Introduction: Hematopoietic stem cell transplantation (HSCT) is a known curative option for high risk and relapsed/refractory acute lymphoblastic leukemia (ALL). We present twenty-year outcome data on children post-HSCT for ALL and variables affecting relapse-free survival. Objective was tonstudy outcome of hematopoietic stem cell transplant in childhood acute lymphoblastic leukemia.

Methodology: A retrospective cross-sectional study of children ≤18 years who underwent HSCT for ALL from 2002-2022 was performed. Exclusion criteria: patients >18 years, mixed lineage leukemia. HLA typing of family members and unrelated donor search done for best available donor. EC approval taken and data collected from electronic medical records.
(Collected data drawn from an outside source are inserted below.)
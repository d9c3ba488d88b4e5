//! Types for hunter statistics and achievement badges.

use chrono::{DateTime, NaiveDate, Utc};
use serde::{Deserialize, Serialize};
use uuid::Uuid;

use crate::tracking::types::MissionCategory;

/// Cumulative per-hunter statistics.
///
/// Mutated only through the stats accumulator, once per mission completion.
#[derive(Debug, Clone, Serialize, Deserialize)]
pub struct HunterStats {
    pub hunter_id: Uuid,
    pub total_missions: i64,
    /// Lifetime distance in kilometers.
    pub total_distance_km: f64,
    pub current_streak: i64,
    pub longest_streak: i64,
    /// UTC calendar date of the most recent completion.
    pub last_active_date: Option<NaiveDate>,
    pub total_active_days: i64,
    pub updated_at: DateTime<Utc>,
}

impl HunterStats {
    pub fn new(hunter_id: Uuid) -> Self {
        Self {
            hunter_id,
            total_missions: 0,
            total_distance_km: 0.0,
            current_streak: 0,
            longest_streak: 0,
            last_active_date: None,
            total_active_days: 0,
            updated_at: Utc::now(),
        }
    }

    /// Streak as it should be displayed: a streak whose last activity is
    /// older than yesterday has already lapsed, even though the stored
    /// counter is only rewritten on the next completion.
    pub fn effective_streak(&self, today: NaiveDate) -> i64 {
        match self.last_active_date {
            Some(date) if date == today || date.succ_opt() == Some(today) => self.current_streak,
            _ => 0,
        }
    }
}

/// Badge qualification rule.
#[derive(Debug, Clone, Copy, PartialEq, Eq, Serialize, Deserialize)]
#[serde(rename_all = "snake_case")]
pub enum RequirementType {
    /// Total missions completed
    MissionsCompleted,
    /// Lifetime distance in kilometers
    DistanceTraveled,
    /// Consecutive active days
    StreakDays,
    /// Completions within one mission category
    CategorySpecific,
    /// Journal entries written
    JournalsWritten,
}

impl RequirementType {
    pub fn as_str(&self) -> &'static str {
        match self {
            RequirementType::MissionsCompleted => "missions_completed",
            RequirementType::DistanceTraveled => "distance_traveled",
            RequirementType::StreakDays => "streak_days",
            RequirementType::CategorySpecific => "category_specific",
            RequirementType::JournalsWritten => "journals_written",
        }
    }

    pub fn from_str(s: &str) -> Option<Self> {
        match s {
            "missions_completed" => Some(RequirementType::MissionsCompleted),
            "distance_traveled" => Some(RequirementType::DistanceTraveled),
            "streak_days" => Some(RequirementType::StreakDays),
            "category_specific" => Some(RequirementType::CategorySpecific),
            "journals_written" => Some(RequirementType::JournalsWritten),
            _ => None,
        }
    }
}

/// Inputs a badge rule is evaluated against.
#[derive(Debug, Clone, Copy)]
pub struct BadgeContext<'a> {
    pub stats: &'a HunterStats,
    /// Category of the mission just completed.
    pub mission_category: MissionCategory,
    /// The hunter's completion count in that category.
    pub category_completions: i64,
    /// Journal entries authored by the hunter.
    pub journal_count: i64,
}

/// Badge definition.
#[derive(Debug, Clone, Serialize, Deserialize)]
pub struct Badge {
    pub id: String,
    pub name: String,
    pub description: String,
    pub icon: String,
    pub requirement_type: RequirementType,
    pub requirement_value: f64,
    /// Only meaningful for category-specific badges.
    pub requirement_category: Option<MissionCategory>,
}

impl Badge {
    /// Whether the badge's rule is satisfied by the given context.
    pub fn qualifies(&self, ctx: &BadgeContext<'_>) -> bool {
        match self.requirement_type {
            RequirementType::MissionsCompleted => {
                ctx.stats.total_missions >= self.requirement_value as i64
            }
            RequirementType::DistanceTraveled => {
                ctx.stats.total_distance_km >= self.requirement_value
            }
            RequirementType::StreakDays => {
                ctx.stats.current_streak >= self.requirement_value as i64
            }
            RequirementType::CategorySpecific => {
                self.requirement_category == Some(ctx.mission_category)
                    && ctx.category_completions >= self.requirement_value as i64
            }
            RequirementType::JournalsWritten => {
                ctx.journal_count >= self.requirement_value as i64
            }
        }
    }
}

/// Earned badge record.
#[derive(Debug, Clone, Serialize, Deserialize)]
pub struct EarnedBadge {
    pub badge: Badge,
    pub unlocked_at: DateTime<Utc>,
}

/// Default badge definitions.
pub fn default_badges() -> Vec<Badge> {
    vec![
        Badge {
            id: "first_find".to_string(),
            name: "First Find".to_string(),
            description: "Complete your first mission".to_string(),
            icon: "🧭".to_string(),
            requirement_type: RequirementType::MissionsCompleted,
            requirement_value: 1.0,
            requirement_category: None,
        },
        Badge {
            id: "city_explorer".to_string(),
            name: "City Explorer".to_string(),
            description: "Complete 10 missions".to_string(),
            icon: "🗺️".to_string(),
            requirement_type: RequirementType::MissionsCompleted,
            requirement_value: 10.0,
            requirement_category: None,
        },
        Badge {
            id: "pathfinder".to_string(),
            name: "Pathfinder".to_string(),
            description: "Travel 25 km on missions".to_string(),
            icon: "🥾".to_string(),
            requirement_type: RequirementType::DistanceTraveled,
            requirement_value: 25.0,
            requirement_category: None,
        },
        Badge {
            id: "century_walker".to_string(),
            name: "Century Walker".to_string(),
            description: "Travel 100 km on missions".to_string(),
            icon: "💯".to_string(),
            requirement_type: RequirementType::DistanceTraveled,
            requirement_value: 100.0,
            requirement_category: None,
        },
        Badge {
            id: "week_streak".to_string(),
            name: "Week Streak".to_string(),
            description: "Complete missions 7 days in a row".to_string(),
            icon: "📅".to_string(),
            requirement_type: RequirementType::StreakDays,
            requirement_value: 7.0,
            requirement_category: None,
        },
        Badge {
            id: "month_streak".to_string(),
            name: "Month Streak".to_string(),
            description: "Complete missions 30 days in a row".to_string(),
            icon: "🌟".to_string(),
            requirement_type: RequirementType::StreakDays,
            requirement_value: 30.0,
            requirement_category: None,
        },
        Badge {
            id: "street_food_scout".to_string(),
            name: "Street Food Scout".to_string(),
            description: "Complete 5 culinary missions".to_string(),
            icon: "🍜".to_string(),
            requirement_type: RequirementType::CategorySpecific,
            requirement_value: 5.0,
            requirement_category: Some(MissionCategory::Culinary),
        },
        Badge {
            id: "time_traveler".to_string(),
            name: "Time Traveler".to_string(),
            description: "Complete 5 history missions".to_string(),
            icon: "🏛️".to_string(),
            requirement_type: RequirementType::CategorySpecific,
            requirement_value: 5.0,
            requirement_category: Some(MissionCategory::History),
        },
        Badge {
            id: "chronicler".to_string(),
            name: "Chronicler".to_string(),
            description: "Write 10 journal entries".to_string(),
            icon: "✍️".to_string(),
            requirement_type: RequirementType::JournalsWritten,
            requirement_value: 10.0,
            requirement_category: None,
        },
    ]
}
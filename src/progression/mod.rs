//! Hunter progression module
//!
//! Provides lifetime stats, streak tracking, and badge awards.

pub mod badges;
pub mod stats;
pub mod types;

// Re-export commonly used types
pub use badges::{BadgeManager, JournalCounter};
pub use stats::StatsTracker;
pub use types::*;
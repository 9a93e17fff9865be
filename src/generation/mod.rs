//! Password generation.
//!
//! Draws characters uniformly from the union of the requested alphabets,
//! then repairs the draw so every requested class is represented.

mod generator;
mod request;

pub use generator::generate;
pub use request::{GenerationError, GenerationRequest, RequestError};
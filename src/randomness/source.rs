//! Random source with an explicit fallback policy.
//!
//! The primary source is the operating system CSPRNG. When it fails,
//! behavior is decided by [`SourcePolicy`]:
//!
//! - `SecureOnly` surfaces the failure to the caller.
//! - `AllowDegraded` switches to a ChaCha20 generator seeded from the
//!   wall clock and process id. That seed is guessable, so the switch is
//!   logged and reported by [`RandomSource::is_degraded`].

use rand_chacha::ChaCha20Rng;
use rand_core::{OsRng, RngCore, SeedableRng};
use serde::{Deserialize, Serialize};
use sha2::{Digest, Sha256};
use std::time::{SystemTime, UNIX_EPOCH};

/// Domain separator for the degraded-mode seed digest.
const DEGRADED_SEED_DOMAIN: &[u8] = b"keysmith-degraded-seed-v1";

/// What to do when the primary source fails.
#[derive(Debug, Clone, Copy, Default, PartialEq, Eq, Serialize, Deserialize)]
#[serde(rename_all = "snake_case")]
pub enum SourcePolicy {
    /// Fail; never downgrade.
    #[default]
    SecureOnly,
    /// Continue with a time-seeded generator.
    AllowDegraded,
}

/// A random source for password generation.
///
/// Implements [`RngCore`], so it can be handed to
/// [`generate`](crate::generation::generate) like any other generator.
/// Only `try_fill_bytes` reports failures; the infallible methods panic
/// if the source is unavailable, as `RngCore` requires.
pub struct RandomSource {
    /// The preferred source (OS CSPRNG unless injected).
    primary: Box<dyn RngCore + Send>,
    /// Fallback policy.
    policy: SourcePolicy,
    /// Set once the primary has failed under `AllowDegraded`.
    fallback: Option<ChaCha20Rng>,
    /// Bytes handed out so far.
    bytes_drawn: u64,
}

impl RandomSource {
    /// Creates a source reading the OS CSPRNG with the given policy.
    pub fn new(policy: SourcePolicy) -> Self {
        Self::from_primary(OsRng, policy)
    }

    /// Creates a source that never downgrades.
    ///
    /// This is the recommended constructor.
    pub fn secure() -> Self {
        Self::new(SourcePolicy::SecureOnly)
    }

    /// Creates a source around a caller-provided primary generator.
    pub fn from_primary(primary: impl RngCore + Send + 'static, policy: SourcePolicy) -> Self {
        Self {
            primary: Box::new(primary),
            policy,
            fallback: None,
            bytes_drawn: 0,
        }
    }

    /// Returns the configured policy.
    pub fn policy(&self) -> SourcePolicy {
        self.policy
    }

    /// Returns true once the source has fallen back to degraded mode.
    pub fn is_degraded(&self) -> bool {
        self.fallback.is_some()
    }

    /// Returns the number of bytes handed out.
    pub fn bytes_drawn(&self) -> u64 {
        self.bytes_drawn
    }

    fn degraded_rng(&self) -> ChaCha20Rng {
        let nanos = SystemTime::now()
            .duration_since(UNIX_EPOCH)
            .map(|d| d.as_nanos())
            .unwrap_or_default();

        let mut hasher = Sha256::new();
        hasher.update(DEGRADED_SEED_DOMAIN);
        hasher.update(nanos.to_le_bytes());
        hasher.update(std::process::id().to_le_bytes());
        hasher.update(self.bytes_drawn.to_le_bytes());

        ChaCha20Rng::from_seed(hasher.finalize().into())
    }
}

impl Default for RandomSource {
    fn default() -> Self {
        Self::secure()
    }
}

impl std::fmt::Debug for RandomSource {
    fn fmt(&self, f: &mut std::fmt::Formatter<'_>) -> std::fmt::Result {
        f.debug_struct("RandomSource")
            .field("policy", &self.policy)
            .field("degraded", &self.is_degraded())
            .field("bytes_drawn", &self.bytes_drawn)
            .finish()
    }
}

impl RngCore for RandomSource {
    fn next_u32(&mut self) -> u32 {
        rand_core::impls::next_u32_via_fill(self)
    }

    fn next_u64(&mut self) -> u64 {
        rand_core::impls::next_u64_via_fill(self)
    }

    fn fill_bytes(&mut self, dest: &mut [u8]) {
        if let Err(e) = self.try_fill_bytes(dest) {
            panic!("random source unavailable: {}", e);
        }
    }

    fn try_fill_bytes(&mut self, dest: &mut [u8]) -> Result<(), rand_core::Error> {
        if let Some(fallback) = self.fallback.as_mut() {
            fallback.fill_bytes(dest);
            self.bytes_drawn += dest.len() as u64;
            return Ok(());
        }

        match self.primary.try_fill_bytes(dest) {
            Ok(()) => {
                self.bytes_drawn += dest.len() as u64;
                Ok(())
            }
            Err(e) => match self.policy {
                SourcePolicy::SecureOnly => {
                    tracing::warn!(error = %e, "Secure random source unavailable");
                    Err(e)
                }
                SourcePolicy::AllowDegraded => {
                    tracing::warn!(
                        error = %e,
                        "Secure random source unavailable, continuing in degraded mode"
                    );
                    let mut rng = self.degraded_rng();
                    rng.fill_bytes(dest);
                    self.fallback = Some(rng);
                    self.bytes_drawn += dest.len() as u64;
                    Ok(())
                }
            },
        }
    }
}

#[cfg(test)]
mod tests {
    use super::*;
    use std::num::NonZeroU32;

    /// A primary source that always fails.
    struct Unavailable;

    impl RngCore for Unavailable {
        fn next_u32(&mut self) -> u32 {
            unreachable!()
        }

        fn next_u64(&mut self) -> u64 {
            unreachable!()
        }

        fn fill_bytes(&mut self, _dest: &mut [u8]) {
            unreachable!()
        }

        fn try_fill_bytes(&mut self, _dest: &mut [u8]) -> Result<(), rand_core::Error> {
            Err(NonZeroU32::new(rand_core::Error::CUSTOM_START).unwrap().into())
        }
    }

    #[test]
    fn test_os_source_fills() {
        let mut source = RandomSource::secure();
        let mut buf = [0u8; 64];
        source.try_fill_bytes(&mut buf).unwrap();

        assert!(!source.is_degraded());
        assert_eq!(source.bytes_drawn(), 64);
        assert!(buf.iter().any(|&b| b != 0));
    }

    #[test]
    fn test_secure_only_propagates_failure() {
        let mut source = RandomSource::from_primary(Unavailable, SourcePolicy::SecureOnly);
        let mut buf = [0u8; 8];

        assert!(source.try_fill_bytes(&mut buf).is_err());
        assert!(!source.is_degraded());
        assert_eq!(source.bytes_drawn(), 0);
    }

    #[test]
    fn test_allow_degraded_switches_to_fallback() {
        let mut source = RandomSource::from_primary(Unavailable, SourcePolicy::AllowDegraded);
        let mut buf = [0u8; 32];

        source.try_fill_bytes(&mut buf).unwrap();
        assert!(source.is_degraded());

        // Stays on the fallback afterwards.
        source.try_fill_bytes(&mut buf).unwrap();
        assert_eq!(source.bytes_drawn(), 64);
    }

    #[test]
    fn test_injected_primary_is_used() {
        let mut a = RandomSource::from_primary(
            ChaCha20Rng::seed_from_u64(9),
            SourcePolicy::SecureOnly,
        );
        let mut b = ChaCha20Rng::seed_from_u64(9);

        assert_eq!(a.next_u64(), b.next_u64());
    }

    #[test]
    #[should_panic(expected = "random source unavailable")]
    fn test_fill_bytes_panics_when_unavailable() {
        let mut source = RandomSource::from_primary(Unavailable, SourcePolicy::SecureOnly);
        let mut buf = [0u8; 4];
        source.fill_bytes(&mut buf);
    }
}
//! Application configuration.
//!
//! The engine itself takes every input explicitly. This configuration
//! carries the caller-side policy: the allowed length range, default
//! classes, randomness fallback and where history lives.

use crate::charset::{CharacterClass, ClassSet};
use crate::randomness::SourcePolicy;
use serde::{Deserialize, Serialize};
use std::path::{Path, PathBuf};

/// Configuration validation errors.
#[derive(Debug, Clone, PartialEq, thiserror::Error)]
pub enum ConfigError {
    #[error("invalid length bounds: min {min}, default {default}, max {max}")]
    InvalidLengthBounds {
        min: usize,
        default: usize,
        max: usize,
    },
    #[error("length {length} outside allowed range {min}-{max}")]
    LengthOutOfRange {
        length: usize,
        min: usize,
        max: usize,
    },
    #[error("no default character class configured")]
    NoDefaultClasses,
    #[error("history must keep at least one entry")]
    InvalidHistoryLimit,
    #[error("failed to read config file: {0}")]
    FileReadError(String),
    #[error("failed to parse config file: {0}")]
    ParseError(String),
}

/// Generator defaults and bounds.
#[derive(Debug, Clone, Serialize, Deserialize)]
#[serde(default)]
pub struct GeneratorConfig {
    /// Length used when the caller does not ask for one.
    pub default_length: usize,
    /// Smallest length callers may request.
    pub min_length: usize,
    /// Largest length callers may request.
    pub max_length: usize,
    /// Classes used when the caller does not choose any.
    pub classes: Vec<CharacterClass>,
    /// Permit falling back to a time-seeded generator if OS entropy fails.
    pub allow_degraded_randomness: bool,
}

impl Default for GeneratorConfig {
    fn default() -> Self {
        Self {
            default_length: 16,
            min_length: 8,
            max_length: 32,
            classes: CharacterClass::ALL.to_vec(),
            allow_degraded_randomness: false,
        }
    }
}

impl GeneratorConfig {
    /// Validates the generator parameters.
    pub fn validate(&self) -> Result<(), ConfigError> {
        if self.min_length == 0
            || self.min_length > self.default_length
            || self.default_length > self.max_length
        {
            return Err(ConfigError::InvalidLengthBounds {
                min: self.min_length,
                default: self.default_length,
                max: self.max_length,
            });
        }
        if self.classes.is_empty() {
            return Err(ConfigError::NoDefaultClasses);
        }
        Ok(())
    }

    /// Checks a requested length against the configured range.
    pub fn check_length(&self, length: usize) -> Result<(), ConfigError> {
        if length < self.min_length || length > self.max_length {
            return Err(ConfigError::LengthOutOfRange {
                length,
                min: self.min_length,
                max: self.max_length,
            });
        }
        Ok(())
    }

    /// Default classes as a set.
    pub fn class_set(&self) -> ClassSet {
        self.classes.iter().copied().collect()
    }

    /// Randomness fallback policy.
    pub fn source_policy(&self) -> SourcePolicy {
        if self.allow_degraded_randomness {
            SourcePolicy::AllowDegraded
        } else {
            SourcePolicy::SecureOnly
        }
    }
}

/// History persistence configuration.
#[derive(Debug, Clone, Serialize, Deserialize)]
#[serde(default)]
pub struct HistoryConfig {
    /// Record generated passwords.
    pub enabled: bool,
    /// Generation history file (JSON).
    pub path: PathBuf,
    /// Saved password fingerprints file (JSON).
    pub saved_path: PathBuf,
    /// Default destination of `history export`.
    pub export_path: PathBuf,
    /// Entries kept, newest first.
    pub max_entries: usize,
}

impl Default for HistoryConfig {
    fn default() -> Self {
        Self {
            enabled: true,
            path: PathBuf::from("password_history.json"),
            saved_path: PathBuf::from("saved_passwords.json"),
            export_path: PathBuf::from("password_export.txt"),
            max_entries: 20,
        }
    }
}

/// Logging configuration.
#[derive(Debug, Clone, Serialize, Deserialize)]
#[serde(default)]
pub struct LoggingConfig {
    /// Filter directive used when `RUST_LOG` is unset.
    pub level: String,
}

impl Default for LoggingConfig {
    fn default() -> Self {
        Self {
            level: "warn".to_string(),
        }
    }
}

/// Full configuration file format.
#[derive(Debug, Clone, Serialize, Deserialize, Default)]
pub struct FileConfig {
    #[serde(default)]
    pub generator: GeneratorConfig,
    #[serde(default)]
    pub history: HistoryConfig,
    #[serde(default)]
    pub logging: LoggingConfig,
}

impl FileConfig {
    /// Loads configuration from a TOML file.
    pub fn from_file(path: impl AsRef<Path>) -> Result<Self, ConfigError> {
        let content = std::fs::read_to_string(path.as_ref())
            .map_err(|e| ConfigError::FileReadError(e.to_string()))?;
        Self::from_toml(&content)
    }

    /// Parses and validates configuration from TOML text.
    pub fn from_toml(content: &str) -> Result<Self, ConfigError> {
        let config: FileConfig =
            toml::from_str(content).map_err(|e| ConfigError::ParseError(e.to_string()))?;
        config.validate()?;
        Ok(config)
    }

    /// Validates every section.
    pub fn validate(&self) -> Result<(), ConfigError> {
        self.generator.validate()?;
        if self.history.max_entries == 0 {
            return Err(ConfigError::InvalidHistoryLimit);
        }
        Ok(())
    }
}

#[cfg(test)]
mod tests {
    use super::*;

    #[test]
    fn test_default_config_valid() {
        let config = FileConfig::default();
        assert!(config.validate().is_ok());
        assert_eq!(config.generator.class_set(), ClassSet::all());
        assert_eq!(config.generator.source_policy(), SourcePolicy::SecureOnly);
    }

    #[test]
    fn test_empty_file_uses_defaults() {
        let config = FileConfig::from_toml("").unwrap();
        assert_eq!(config.generator.default_length, 16);
        assert_eq!(config.history.max_entries, 20);
        assert_eq!(config.logging.level, "warn");
    }

    #[test]
    fn test_partial_sections() {
        let config = FileConfig::from_toml(
            r#"
            [generator]
            default_length = 24
            classes = ["lowercase", "digit"]
            allow_degraded_randomness = true

            [history]
            max_entries = 5
            "#,
        )
        .unwrap();

        assert_eq!(config.generator.default_length, 24);
        assert_eq!(config.generator.max_length, 32);
        assert_eq!(
            config.generator.class_set(),
            ClassSet::empty()
                .with(CharacterClass::Lowercase)
                .with(CharacterClass::Digit)
        );
        assert_eq!(config.generator.source_policy(), SourcePolicy::AllowDegraded);
        assert_eq!(config.history.max_entries, 5);
        assert!(config.history.enabled);
    }

    #[test]
    fn test_default_outside_bounds_invalid() {
        let mut config = FileConfig::default();
        config.generator.default_length = 40;
        assert!(matches!(
            config.validate(),
            Err(ConfigError::InvalidLengthBounds { .. })
        ));
    }

    #[test]
    fn test_no_classes_invalid() {
        let result = FileConfig::from_toml("[generator]\nclasses = []\n");
        assert_eq!(result.unwrap_err(), ConfigError::NoDefaultClasses);
    }

    #[test]
    fn test_unknown_class_is_parse_error() {
        let result = FileConfig::from_toml("[generator]\nclasses = [\"emoji\"]\n");
        assert!(matches!(result, Err(ConfigError::ParseError(_))));
    }

    #[test]
    fn test_check_length() {
        let config = GeneratorConfig::default();
        assert!(config.check_length(8).is_ok());
        assert!(config.check_length(32).is_ok());
        assert!(matches!(
            config.check_length(7),
            Err(ConfigError::LengthOutOfRange { length: 7, .. })
        ));
        assert!(config.check_length(33).is_err());
    }

    #[test]
    fn test_missing_file() {
        let result = FileConfig::from_file("/nonexistent/keysmith.toml");
        assert!(matches!(result, Err(ConfigError::FileReadError(_))));
    }
}
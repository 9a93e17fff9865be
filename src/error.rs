//! Crate-level error type.

use crate::config::ConfigError;
use crate::generation::GenerationError;
use crate::history::HistoryError;
use thiserror::Error;

/// Errors surfaced by [`Session`](crate::session::Session) operations.
#[derive(Debug, Error)]
pub enum Error {
    #[error(transparent)]
    Config(#[from] ConfigError),
    #[error(transparent)]
    Generation(#[from] GenerationError),
    #[error(transparent)]
    History(#[from] HistoryError),
    #[error("no password has been generated yet")]
    NothingGenerated,
}

/// Result type for session operations.
pub type Result<T> = std::result::Result<T, Error>;
//! Sets of character classes.

use super::CharacterClass;
use serde::{Deserialize, Serialize};
use std::fmt;

/// A set of [`CharacterClass`] values.
///
/// Iteration always follows canonical class order, regardless of
/// insertion order.
#[derive(Debug, Clone, Copy, Default, PartialEq, Eq, Hash, Serialize, Deserialize)]
#[serde(from = "Vec<CharacterClass>", into = "Vec<CharacterClass>")]
pub struct ClassSet {
    members: [bool; 4],
}

impl ClassSet {
    /// The empty set.
    pub const fn empty() -> Self {
        Self { members: [false; 4] }
    }

    /// The set of all four classes.
    pub const fn all() -> Self {
        Self { members: [true; 4] }
    }

    /// Returns a copy of this set with `class` added.
    pub fn with(mut self, class: CharacterClass) -> Self {
        self.insert(class);
        self
    }

    /// Adds a class to the set.
    pub fn insert(&mut self, class: CharacterClass) {
        self.members[class.index()] = true;
    }

    /// Removes a class from the set.
    pub fn remove(&mut self, class: CharacterClass) {
        self.members[class.index()] = false;
    }

    /// Returns true if the set contains `class`.
    #[inline]
    pub fn contains(&self, class: CharacterClass) -> bool {
        self.members[class.index()]
    }

    /// Number of classes in the set.
    pub fn len(&self) -> usize {
        self.members.iter().filter(|&&m| m).count()
    }

    /// Returns true if no class is selected.
    pub fn is_empty(&self) -> bool {
        self.len() == 0
    }

    /// Iterates selected classes in canonical order.
    pub fn iter(&self) -> impl Iterator<Item = CharacterClass> + '_ {
        CharacterClass::ALL
            .into_iter()
            .filter(move |class| self.contains(*class))
    }

    /// Concatenation of the selected alphabets, in canonical order.
    pub fn pool(&self) -> Vec<u8> {
        self.iter()
            .flat_map(|class| class.alphabet().iter().copied())
            .collect()
    }

    /// Returns true if `c` belongs to any selected class.
    pub fn admits(&self, c: char) -> bool {
        self.iter().any(|class| class.contains(c))
    }
}

impl FromIterator<CharacterClass> for ClassSet {
    fn from_iter<I: IntoIterator<Item = CharacterClass>>(iter: I) -> Self {
        let mut set = Self::empty();
        for class in iter {
            set.insert(class);
        }
        set
    }
}

impl From<Vec<CharacterClass>> for ClassSet {
    fn from(classes: Vec<CharacterClass>) -> Self {
        classes.into_iter().collect()
    }
}

impl From<ClassSet> for Vec<CharacterClass> {
    fn from(set: ClassSet) -> Self {
        set.iter().collect()
    }
}

impl fmt::Display for ClassSet {
    fn fmt(&self, f: &mut fmt::Formatter<'_>) -> fmt::Result {
        let mut first = true;
        for class in self.iter() {
            if !first {
                f.write_str(",")?;
            }
            write!(f, "{}", class)?;
            first = false;
        }
        Ok(())
    }
}
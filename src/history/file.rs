//! JSON record files.
//!
//! Loading never fails: a missing, unreadable or corrupt file yields an
//! empty list. Writing reports errors so callers can decide to continue.

use serde::{de::DeserializeOwned, Serialize};
use std::fs;
use std::io::ErrorKind;
use std::path::{Path, PathBuf};
use thiserror::Error;

/// Errors that can occur while persisting records.
#[derive(Debug, Error)]
pub enum HistoryError {
    #[error("failed to write {}: {}", .path.display(), .source)]
    Write {
        path: PathBuf,
        #[source]
        source: std::io::Error,
    },
    #[error("failed to encode records: {0}")]
    Encode(#[from] serde_json::Error),
}

/// Reads a JSON array of records, substituting an empty list on any failure.
pub fn load_records<T: DeserializeOwned>(path: &Path) -> Vec<T> {
    let content = match fs::read_to_string(path) {
        Ok(content) => content,
        Err(e) if e.kind() == ErrorKind::NotFound => {
            tracing::debug!(path = %path.display(), "No record file yet");
            return Vec::new();
        }
        Err(e) => {
            tracing::warn!(path = %path.display(), error = %e, "Unreadable record file, starting empty");
            return Vec::new();
        }
    };

    match serde_json::from_str::<Vec<T>>(&content) {
        Ok(records) => {
            tracing::debug!(path = %path.display(), count = records.len(), "Loaded records");
            records
        }
        Err(e) => {
            tracing::warn!(path = %path.display(), error = %e, "Corrupt record file, starting empty");
            Vec::new()
        }
    }
}

/// Writes records as a pretty-printed JSON array.
pub fn save_records<T: Serialize>(path: &Path, records: &[T]) -> Result<(), HistoryError> {
    let json = serde_json::to_string_pretty(records)?;
    fs::write(path, json).map_err(|source| HistoryError::Write {
        path: path.to_path_buf(),
        source,
    })?;

    tracing::debug!(path = %path.display(), count = records.len(), "Saved records");
    Ok(())
}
Results: A total of 141 children were included, with male:female ratio of 2.4:1. Engraftment was achieved in 140 children(99.2%), with primary graft failure in one child(haplo-HSCT). Incidence of acute GVHD was documented in 100(71%),chronic GVHD was documented in 81(57%) children. Overall survival in the cohort 85/141(60%) with follow up range of 2-20 years. Relapses occurred in 44 (31%), with relapse-free survival of 68%.Non-relapse mortality seen in 20 (14%), with GVHD in 10, infections in 5, others in 5. Among those who died from GVHD, 70% had MUD HSCT, while 4/5 children who succumbed to infections had undergone haplo-HSCT. Relapse rates varied by donor type ( 41%- MUD, 27%-haplo-HSCT, 28%-MFD) .Relapse rates were 31% with PBSC, 28% with cord and 20% with bone marrow. Relapse rates were 29% in B-ALL, and 40% in T-ALL; while relapse in CR1, CR2 and CR3 were 22%, 33% and 100% respectively.GVHD did not impact relapse-free survival. Among those with MRD positive disease pre-HSCT, two are alive and two relapsed. In our study overall survival was 59% with total body irradiation. Comparable results were observed by Andre Manfred Willasch et al, overall survival was 58.5% with total body irradiation and 36% with chemotherapy based conditioning. Hematopoietic stem cell transplant in CR 2 has better outcomes than HSCT in CR3. Also total body irradiation conditioning shows good survival as compared to only chemotherapy based conditioning(1). In a study by Matthew J. Wieduwilt et al chronic GVHD was higher in Matched sibling donor HSCT, MUD HSCT showed increased non relapse mortality, increased aGVHD ( P=0.005). Umbulical cord blood had worse overall survival, more aGVHD( P=0.001) and haploidentical HSCT had less GVHD, no difference in survival(2). In our study chronic GVHD was higher in Haploidentical HSCT. Acute GVHD- Haploidentical HSCT was more than MUD, whereas it was lowest in matched family donor. Overall survical was highest in MFD compared to haploidentical HSCT and lowest in MUD (p value < 0.001).

Conclusion: The study reports twenty-year data on HSCT in childhood ALL with 99.5% engraftment with TBI-based conditioning. The overall survival is 60%, with relapse-free survival of 69%. Relapses were higher among MUD HSCTs, T-ALL and in CR3, with higher mortality due to GVHD among MUD and infections among haplo-HSCTs.